96% would make again
Bacon Cheddar Baked Potato
featured in Loaded Baked Potatoes 4 Ways
for 3 servings
- 3 russet potatoes
- 2 tablespoons olive oil
- 2 teaspoons salt
- 1 cup shredded cheddar cheese (100 g), plus more for topping
- ½ cup scallions (50 g), chopped
- ¾ cup bacon (170 g), chopped, divided
- ½ cup sour cream (115 g), plus more for topping
- 1 tablespoon butter
- ¼ cup milk (60 mL)
- 1 teaspoon pepper
- chive, to serve
- Calories 808
- Fat 49g
- Carbs 60g
- Fiber 5g
- Sugar 5g
- Protein 32g
Estimated values based on one serving size.
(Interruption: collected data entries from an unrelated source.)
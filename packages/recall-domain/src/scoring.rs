use serde::{Deserialize, Serialize};
use time::OffsetDateTime;
use uuid::Uuid;

use crate::metadata::Metadata;

/// A memory record under consideration for one query. Built per request from
/// the merged retrieval channels plus enrichment; never persisted.
#[derive(Debug, Clone)]
pub struct SearchCandidate {
	pub id: Uuid,
	pub content: String,
	/// Raw vector-channel score, 0.0 when the candidate came from keyword only.
	pub vector_score: f32,
	/// Raw keyword-channel score, 0.0 when the candidate came from vector only.
	pub keyword_score: f32,
	pub event_dates: Vec<OffsetDateTime>,
	pub created_at: OffsetDateTime,
	pub layer: String,
	pub importance: f32,
	pub pinned: bool,
	pub metadata: Metadata,
}

#[derive(Debug, Clone, Serialize, Deserialize)]
pub struct ProfileFact {
	pub key: String,
	pub value: String,
	pub confidence: f32,
	pub category: String,
}

/// Temporal scoring mode, chosen by caller intent rather than inferred from
/// the data: an explicit time window scores event-date containment, no window
/// scores recency decay from an injected `now`.
#[derive(Debug, Clone, Copy)]
pub enum TemporalMode {
	Window { start: Option<OffsetDateTime>, end: Option<OffsetDateTime> },
	Recency { now: OffsetDateTime },
}

#[derive(Debug, Clone, Copy, Default, PartialEq, Serialize, Deserialize)]
pub struct ScoreBreakdown {
	pub vector: f32,
	pub keyword: f32,
	pub temporal: f32,
	pub profile: f32,
	pub importance: f32,
	pub pin: f32,
}

impl ScoreBreakdown {
	pub fn total(&self) -> f32 {
		self.vector + self.keyword + self.temporal + self.profile + self.importance + self.pin
	}

	pub fn rounded(&self) -> Self {
		Self {
			vector: round3(self.vector),
			keyword: round3(self.keyword),
			temporal: round3(self.temporal),
			profile: round3(self.profile),
			importance: round3(self.importance),
			pin: round3(self.pin),
		}
	}
}

#[derive(Debug, Clone)]
pub struct RankedResult {
	pub id: Uuid,
	pub content: String,
	pub score: f32,
	pub breakdown: ScoreBreakdown,
	pub event_dates: Vec<OffsetDateTime>,
	pub layer: String,
	pub metadata: Metadata,
}

pub fn round3(value: f32) -> f32 {
	(value * 1_000.0).round() / 1_000.0
}

/// Min/max rescale of one channel's raw scores into [0, 1] over the current
/// batch. A degenerate batch where every raw score ties maps to exactly 0.5.
pub fn normalize_channel(raw: &[f32]) -> Vec<f32> {
	let Some(first) = raw.first().copied() else {
		return Vec::new();
	};
	let (min, max) = raw.iter().fold((first, first), |(min, max), &value| {
		(min.min(value), max.max(value))
	});
	let span = max - min;

	if span <= f32::EPSILON {
		return vec![0.5; raw.len()];
	}

	raw.iter().map(|&value| (value - min) / span).collect()
}

pub fn temporal_score(
	event_dates: &[OffsetDateTime],
	created_at: OffsetDateTime,
	mode: &TemporalMode,
	recency_lambda: f32,
) -> f32 {
	match mode {
		TemporalMode::Window { start, end } => {
			if event_dates.is_empty() {
				return 0.3;
			}

			let inside = event_dates.iter().any(|date| {
				start.map(|bound| *date >= bound).unwrap_or(true)
					&& end.map(|bound| *date <= bound).unwrap_or(true)
			});

			if inside { 1.0 } else { 0.1 }
		},
		TemporalMode::Recency { now } => {
			let age_days = ((*now - created_at).as_seconds_f32() / 86_400.0).max(0.0);

			(-recency_lambda * age_days).exp()
		},
	}
}

/// Confidence-weighted affinity between a candidate and the tenant's profile
/// facts. Preference values are matched against content first, then tags;
/// expertise areas match either. Capped at `cfg.max_boost`.
pub fn profile_boost(
	content: &str,
	tags: &[String],
	facts: &[ProfileFact],
	cfg: &recall_config::Profile,
) -> f32 {
	if facts.is_empty() {
		return 0.0;
	}

	let content = content.to_lowercase();
	let tags: Vec<String> = tags.iter().map(|tag| tag.to_lowercase()).collect();
	let mut boost = 0.0_f32;

	for fact in facts {
		let value = fact.value.trim().to_lowercase();

		if value.is_empty() {
			continue;
		}

		let confidence = fact.confidence.clamp(0.0, 1.0);

		match fact.category.as_str() {
			"preference" => {
				if content.contains(&value) {
					boost += cfg.preference_content_boost * confidence;
				} else if tags.iter().any(|tag| tag.contains(&value)) {
					boost += cfg.preference_tag_boost * confidence;
				}
			},
			"context:expertise_areas" => {
				if content.contains(&value) || tags.iter().any(|tag| tag.contains(&value)) {
					boost += cfg.expertise_boost * confidence;
				}
			},
			_ => {},
		}
	}

	boost.min(cfg.max_boost)
}

/// Normalizes both channels over the batch, applies temporal, profile,
/// importance, and pin contributions, then drops below-floor candidates and
/// truncates to `top_k`. Ordering is deterministic: score descending with the
/// record id as tie-breaker.
pub fn rank(
	candidates: Vec<SearchCandidate>,
	facts: &[ProfileFact],
	temporal: &TemporalMode,
	ranking: &recall_config::Ranking,
	profile: &recall_config::Profile,
	top_k: usize,
) -> Vec<RankedResult> {
	if candidates.is_empty() {
		return Vec::new();
	}

	let vector_raw: Vec<f32> = candidates.iter().map(|candidate| candidate.vector_score).collect();
	let keyword_raw: Vec<f32> =
		candidates.iter().map(|candidate| candidate.keyword_score).collect();
	let vector_norm = normalize_channel(&vector_raw);
	let keyword_norm = normalize_channel(&keyword_raw);

	let mut results: Vec<RankedResult> = Vec::with_capacity(candidates.len());

	for (index, candidate) in candidates.into_iter().enumerate() {
		let temporal_value = temporal_score(
			&candidate.event_dates,
			candidate.created_at,
			temporal,
			ranking.recency_lambda,
		);
		let profile_value =
			profile_boost(&candidate.content, candidate.metadata.tags(), facts, profile);
		let breakdown = ScoreBreakdown {
			vector: ranking.vector_weight * vector_norm[index],
			keyword: ranking.keyword_weight * keyword_norm[index],
			temporal: ranking.temporal_weight * temporal_value,
			profile: ranking.profile_weight * profile_value,
			importance: ranking.importance_weight * candidate.importance.clamp(0.0, 1.0),
			pin: if candidate.pinned { ranking.pin_bonus } else { 0.0 },
		};
		let score = breakdown.total();

		if score < ranking.min_score {
			continue;
		}

		results.push(RankedResult {
			id: candidate.id,
			content: candidate.content,
			score,
			breakdown,
			event_dates: candidate.event_dates,
			layer: candidate.layer,
			metadata: candidate.metadata,
		});
	}

	results.sort_by(|a, b| {
		b.score
			.partial_cmp(&a.score)
			.unwrap_or(std::cmp::Ordering::Equal)
			.then_with(|| a.id.cmp(&b.id))
	});
	results.truncate(top_k);

	results
}

#[cfg(test)]
mod tests {
	use time::macros::datetime;

	use super::*;

	fn candidate(id: u128, vector: f32, keyword: f32) -> SearchCandidate {
		SearchCandidate {
			id: Uuid::from_u128(id),
			content: format!("memory {id}"),
			vector_score: vector,
			keyword_score: keyword,
			event_dates: Vec::new(),
			created_at: datetime!(2026-01-01 00:00 UTC),
			layer: "episodic".to_string(),
			importance: 0.5,
			pinned: false,
			metadata: Metadata::default(),
		}
	}

	fn ranking_cfg() -> recall_config::Ranking {
		recall_config::Ranking::default()
	}

	fn profile_cfg() -> recall_config::Profile {
		recall_config::Profile::default()
	}

	#[test]
	fn normalized_scores_stay_in_unit_interval() {
		let normalized = normalize_channel(&[0.9, 0.1, 0.4, 0.7]);

		assert_eq!(normalized.len(), 4);
		for value in &normalized {
			assert!((0.0..=1.0).contains(value), "out of range: {value}");
		}
		assert_eq!(normalized[0], 1.0);
		assert_eq!(normalized[1], 0.0);
	}

	#[test]
	fn equal_raw_scores_normalize_to_exactly_half() {
		assert_eq!(normalize_channel(&[0.42, 0.42, 0.42]), vec![0.5, 0.5, 0.5]);
	}

	#[test]
	fn empty_channel_normalizes_to_empty() {
		assert!(normalize_channel(&[]).is_empty());
	}

	#[test]
	fn window_mode_scores_containment() {
		let mode = TemporalMode::Window {
			start: Some(datetime!(2026-03-01 00:00 UTC)),
			end: Some(datetime!(2026-03-31 23:59 UTC)),
		};
		let created = datetime!(2026-01-01 00:00 UTC);

		let inside = temporal_score(&[datetime!(2026-03-15 12:00 UTC)], created, &mode, 0.01);
		let outside = temporal_score(&[datetime!(2026-05-01 12:00 UTC)], created, &mode, 0.01);
		let undated = temporal_score(&[], created, &mode, 0.01);

		assert_eq!(inside, 1.0);
		assert_eq!(outside, 0.1);
		assert_eq!(undated, 0.3);
	}

	#[test]
	fn recency_mode_decays_with_age() {
		let now = datetime!(2026-03-12 00:00 UTC);
		let fresh = temporal_score(&[], datetime!(2026-03-11 00:00 UTC), &TemporalMode::Recency { now }, 0.01);
		let seventy_days =
			temporal_score(&[], datetime!(2026-01-01 00:00 UTC), &TemporalMode::Recency { now }, 0.01);

		assert!(fresh > 0.98);
		// About one half-life at lambda 0.01.
		assert!((seventy_days - 0.5).abs() < 0.02, "got {seventy_days}");
	}

	#[test]
	fn profile_boost_is_capped() {
		let facts: Vec<ProfileFact> = (0..10)
			.map(|index| ProfileFact {
				key: format!("pref_{index}"),
				value: "coffee".to_string(),
				confidence: 1.0,
				category: "preference".to_string(),
			})
			.collect();
		let boost = profile_boost("I always order coffee.", &[], &facts, &profile_cfg());

		assert_eq!(boost, 1.0);
	}

	#[test]
	fn expertise_facts_match_tags() {
		let facts = vec![ProfileFact {
			key: "expertise".to_string(),
			value: "databases".to_string(),
			confidence: 0.8,
			category: "context:expertise_areas".to_string(),
		}];
		let tags = vec!["databases".to_string()];
		let boost = profile_boost("unrelated text", &tags, &facts, &profile_cfg());

		assert!((boost - 0.12).abs() < 1e-6, "got {boost}");
	}

	#[test]
	fn breakdown_components_sum_to_score() {
		let now = datetime!(2026-03-12 00:00 UTC);
		let mut candidates = vec![candidate(1, 0.9, 0.2), candidate(2, 0.3, 0.8)];

		candidates[0].pinned = true;

		let results = rank(
			candidates,
			&[],
			&TemporalMode::Recency { now },
			&ranking_cfg(),
			&profile_cfg(),
			10,
		);

		assert!(!results.is_empty());
		for result in &results {
			assert!(
				(result.breakdown.total() - result.score).abs() < 1e-6,
				"breakdown does not sum to score"
			);
		}
	}

	#[test]
	fn pin_bonus_is_additive_outside_the_weight_budget() {
		let now = datetime!(2026-03-12 00:00 UTC);
		let unpinned = rank(
			vec![candidate(1, 0.5, 0.5), candidate(2, 0.1, 0.1)],
			&[],
			&TemporalMode::Recency { now },
			&ranking_cfg(),
			&profile_cfg(),
			10,
		);
		let mut pinned_input = vec![candidate(1, 0.5, 0.5), candidate(2, 0.1, 0.1)];

		pinned_input[0].pinned = true;

		let pinned = rank(
			pinned_input,
			&[],
			&TemporalMode::Recency { now },
			&ranking_cfg(),
			&profile_cfg(),
			10,
		);
		let base = unpinned.iter().find(|result| result.id == Uuid::from_u128(1)).unwrap();
		let boosted = pinned.iter().find(|result| result.id == Uuid::from_u128(1)).unwrap();

		assert!((boosted.score - base.score - 0.15).abs() < 1e-6);
		assert_eq!(boosted.breakdown.pin, 0.15);
	}

	#[test]
	fn results_below_floor_are_dropped_and_rest_truncated() {
		let now = datetime!(2026-03-12 00:00 UTC);
		let mut cfg = ranking_cfg();

		cfg.min_score = 0.5;

		let results = rank(
			vec![candidate(1, 0.9, 0.9), candidate(2, 0.5, 0.5), candidate(3, 0.0, 0.0)],
			&[],
			&TemporalMode::Recency { now },
			&cfg,
			&profile_cfg(),
			1,
		);

		assert_eq!(results.len(), 1);
		assert_eq!(results[0].id, Uuid::from_u128(1));
		assert!(results[0].score >= 0.5);
	}

	#[test]
	fn ranking_is_deterministic_across_runs() {
		let now = datetime!(2026-03-12 00:00 UTC);
		let input = || {
			vec![
				candidate(3, 0.4, 0.4),
				candidate(1, 0.4, 0.4),
				candidate(2, 0.9, 0.1),
			]
		};
		let first = rank(
			input(),
			&[],
			&TemporalMode::Recency { now },
			&ranking_cfg(),
			&profile_cfg(),
			10,
		);
		let second = rank(
			input(),
			&[],
			&TemporalMode::Recency { now },
			&ranking_cfg(),
			&profile_cfg(),
			10,
		);
		let first_ids: Vec<Uuid> = first.iter().map(|result| result.id).collect();
		let second_ids: Vec<Uuid> = second.iter().map(|result| result.id).collect();

		assert_eq!(first_ids, second_ids);
		// Tied scores order by id.
		assert!(first_ids.contains(&Uuid::from_u128(1)));
	}
}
- Preheat the oven to 350°F (180°C).
- Carefully pierce potatoes with a fork. On a baking sheet oil the potatoes well and sprinkle with salt.
- Bake for one hour. If making more potatoes, an additional 15 minutes per potato is needed.
- Once cooled, cut the potatoes vertically, scoop out the inside, and transfer to a bowl.
- In the bowl with the scooped out potato, add the cheese, scallions, ½ cup (110 g) of bacon, sour cream, butter, milk, and pepper, and mix well.
- Scoop the potato mixture back into the hollowed-out potatoes and top with cheddar cheese and remaining ¼ cup (55 G) of bacon bits.
- Bake an additional 15 minutes until the cheese is melted.
- Serve warm with sour cream and chives.